On the Current Cruiserweight Division in WWE:
If you go back and go back to watch some old Nitros. The crops of cruiserweights that we had back then were the best in the world, and the roster that the 205 Live guys have are currently the best in the world at this time, which we can argue that. I’ve seen both generations, the guys back then were just way better than these guys. The show is more acrobatic, and the guys look more like kids today, where back then the cruiserweight guys looked more like adults back in the day. That is what I see when I see the difference between the two eras. The work was smugger back then; guys like Juventud Guerrera, Eddie Guerrero, Chris Benoit, Malenko, it’s very difficult to argue that. Those guys back then their matches were better than these guys today; you can argue that, but I can sit here and categorically point what these guys do, even with diving. When we would catch guys that would be diving, we would kind of eat it. You have to take a bump on the floor, it just looked more violent. Today, it just looks more acrobatic and they’re not really trying to hurt each other some time which is what I get out of this when I see it today. That is the difference.
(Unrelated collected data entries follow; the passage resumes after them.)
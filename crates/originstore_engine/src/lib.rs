//! # originstore engine
//!
//! Engine capability contract and reference implementation for originstore.
//!
//! This crate defines the lowest-level abstraction the facade builds on:
//! an embedded, versioned, schema-on-demand key-value engine. Engines
//! expose database enumeration, open-with-version (which may deliver a
//! one-time upgrade hook), and per-bucket transactions with
//! read-only/read-write modes.
//!
//! ## Design Principles
//!
//! - Schema changes (bucket creation) happen only inside an upgrade hook
//! - Every request settles exactly once, success or error
//! - A version-bump open never starts while other connections are live
//!
//! ## Available Engines
//!
//! - [`MemoryEngine`] - In-memory reference engine for testing and
//!   ephemeral storage
//!
//! ## Example
//!
//! ```rust,ignore
//! use originstore_engine::{Key, MemoryEngine, StorageEngine, TransactionMode, Value, Version};
//!
//! let engine = MemoryEngine::new();
//! let conn = engine
//!     .open("db", Version::new(1), Some(Box::new(|editor| {
//!         editor.create_bucket("items", "key")
//!     })))
//!     .await?;
//! let mut txn = conn.transaction("items", TransactionMode::ReadWrite).await?;
//! txn.put(Key::from("greeting"), Value::from("hello")).await?;
//! txn.commit().await?;
//! ```

#![deny(unsafe_code)]
#![warn(missing_docs)]

mod engine;
mod error;
mod memory;
mod value;

pub use engine::{
    BucketTransaction, Connection, DatabaseInfo, SchemaEditor, StorageEngine, TransactionMode,
    UpgradeHook, Version,
};
pub use error::{EngineError, EngineResult};
pub use memory::MemoryEngine;
pub use value::{Key, Value};
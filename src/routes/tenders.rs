//! Tender routes

use axum::extract::State;
use std::sync::Arc;
use uuid::Uuid;

use crate::api::{
    ApiJson, ApiPath, ApiQuery, Created, DataResponse, Paginated, PaginationParams,
};
use crate::app::AppState;
use crate::domain::{CreateTenderRequest, Tender, TenderFilter, UpdateTenderRequest};
use crate::error::ApiResult;
use crate::store::TenderRepository;

/// POST /tenders
///
/// New tenders always start in draft.
pub async fn create_tender(
    State(state): State<Arc<AppState>>,
    ApiJson(req): ApiJson<CreateTenderRequest>,
) -> ApiResult<Created<Tender>> {
    tracing::info!(
        company_id = %req.company_id,
        title = %req.title,
        tender_type = ?req.tender_type,
        "Creating tender"
    );

    let tender = state.store.tenders.create(req).await?;
    Ok(Created(tender))
}

/// GET /tenders
///
/// Filters: `company_id`, `status`, `tender_type`, `title` (substring),
/// `order=deadline`.
pub async fn list_tenders(
    State(state): State<Arc<AppState>>,
    ApiQuery(filter): ApiQuery<TenderFilter>,
    ApiQuery(pagination): ApiQuery<PaginationParams>,
) -> ApiResult<Paginated<Tender>> {
    tracing::info!(
        company_id = ?filter.company_id,
        status = ?filter.status,
        page = pagination.page(),
        per_page = pagination.per_page(),
        "Listing tenders"
    );

    let page = Paginated::collect(state.store.tenders.list(filter), &pagination).await?;
    Ok(page)
}

/// GET /tenders/:tender_id
pub async fn get_tender(
    State(state): State<Arc<AppState>>,
    ApiPath(tender_id): ApiPath<Uuid>,
) -> ApiResult<DataResponse<Tender>> {
    let tender = state.store.tenders.get(tender_id).await?;
    Ok(DataResponse::new(tender))
}

/// PATCH /tenders/:tender_id
pub async fn update_tender(
    State(state): State<Arc<AppState>>,
    ApiPath(tender_id): ApiPath<Uuid>,
    ApiJson(req): ApiJson<UpdateTenderRequest>,
) -> ApiResult<DataResponse<Tender>> {
    tracing::info!(tender_id = %tender_id, status = ?req.status, "Updating tender");

    let tender = state.store.tenders.update(tender_id, req).await?;
    Ok(DataResponse::new(tender))
}
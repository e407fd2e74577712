pub mod bids;
pub mod companies;
pub mod health;
pub mod templates;
pub mod tenders;

use axum::{routing::get, routing::post, Router};
use std::sync::Arc;

use crate::app::AppState;

/// Build the API router with all routes
pub fn api_router() -> Router<Arc<AppState>> {
    Router::new()
        // Public routes
        .route("/", get(health::root))
        .route("/health", get(health::health_check))
        // Companies
        .route(
            "/companies",
            post(companies::create_company).get(companies::list_companies),
        )
        .route(
            "/companies/:company_id",
            get(companies::get_company).patch(companies::update_company),
        )
        // Tenders
        .route(
            "/tenders",
            post(tenders::create_tender).get(tenders::list_tenders),
        )
        .route(
            "/tenders/:tender_id",
            get(tenders::get_tender).patch(tenders::update_tender),
        )
        // Bid responses
        .route("/bids", post(bids::create_bid).get(bids::list_bids))
        .route("/bids/:bid_id", get(bids::get_bid).patch(bids::update_bid))
        // Templates
        .route(
            "/templates",
            post(templates::create_template).get(templates::list_templates),
        )
        .route(
            "/templates/:template_id",
            get(templates::get_template).patch(templates::update_template),
        )
        .route(
            "/templates/:template_id/deactivate",
            post(templates::deactivate_template),
        )
}
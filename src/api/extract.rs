//! Request extractors whose rejections use the API error body
//!
//! axum's own `Json`, `Query` and `Path` answer malformed input with a plain
//! text body (and 422 for JSON that parses but does not fit the type). These
//! wrappers route the rejection through [`ApiError`] so every client error is
//! a `{code, message}` 400.

use axum::extract::{FromRequest, FromRequestParts};

use crate::error::ApiError;

/// JSON request body
#[derive(Debug, FromRequest)]
#[from_request(via(axum::Json), rejection(ApiError))]
pub struct ApiJson<T>(pub T);

/// Query string
#[derive(Debug, FromRequestParts)]
#[from_request(via(axum::extract::Query), rejection(ApiError))]
pub struct ApiQuery<T>(pub T);

/// Path parameters
#[derive(Debug, FromRequestParts)]
#[from_request(via(axum::extract::Path), rejection(ApiError))]
pub struct ApiPath<T>(pub T);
On Austin Aries Being the Star of 205 Live:
Austin Aries looks like the star of the crew, he just sticks out and I really like him. Remember when Roddy Piper was an announcer, he was a huge star, which he then was drawn back into wrestling. I would love to see that with Austin Aries because the problem with the 205 guys now is that they are doing a lot of stuff live now with the crowd and a lot of the stuff and it is not doing them any favors because they are not over with the crowd just yet. The crowd response isn’t there. I would still try to do spots backstage and away from the crowd; the interview segments are just not going over really well. They’re just not getting the responses that they are hoping for.
On Jack Gallagher:
I think his gimmick is great. Here’s the thing; a lot of guys that are coming to the WWE within the past seven years is that guys that are given gimmicks just don’t embrace it. They are not comfortable out there doing it. A perfect example is Fandango. You can just tell he was never comfortable doing it, but Jack Gallagher, you can tell is very comfortable doing that, and that is when he looks very confident in his character. It is different these days, and I know that they are making a conscious effort to market towards kids, so the spot with the umbrella and everything—it is what it is, you would never see that in a real fight, but as far as entertainment, he’s got both things covered. I did not know this but he was an MMA fighter, which I just found out the other day. He has a 2-0 record, which I would like to see him snap a little bit at times and show that MMA side of him. Fans have to see that there is a vicious side to you and that you are able to snap at any time, and you have to show that once in a while. If they do that with him then yeah, absolutely. His stuff is very solid, very believable. He can be a huge breakout star—he already is since we are talking about him. He’s a character you want to discuss, but yeah, I am a fan of his.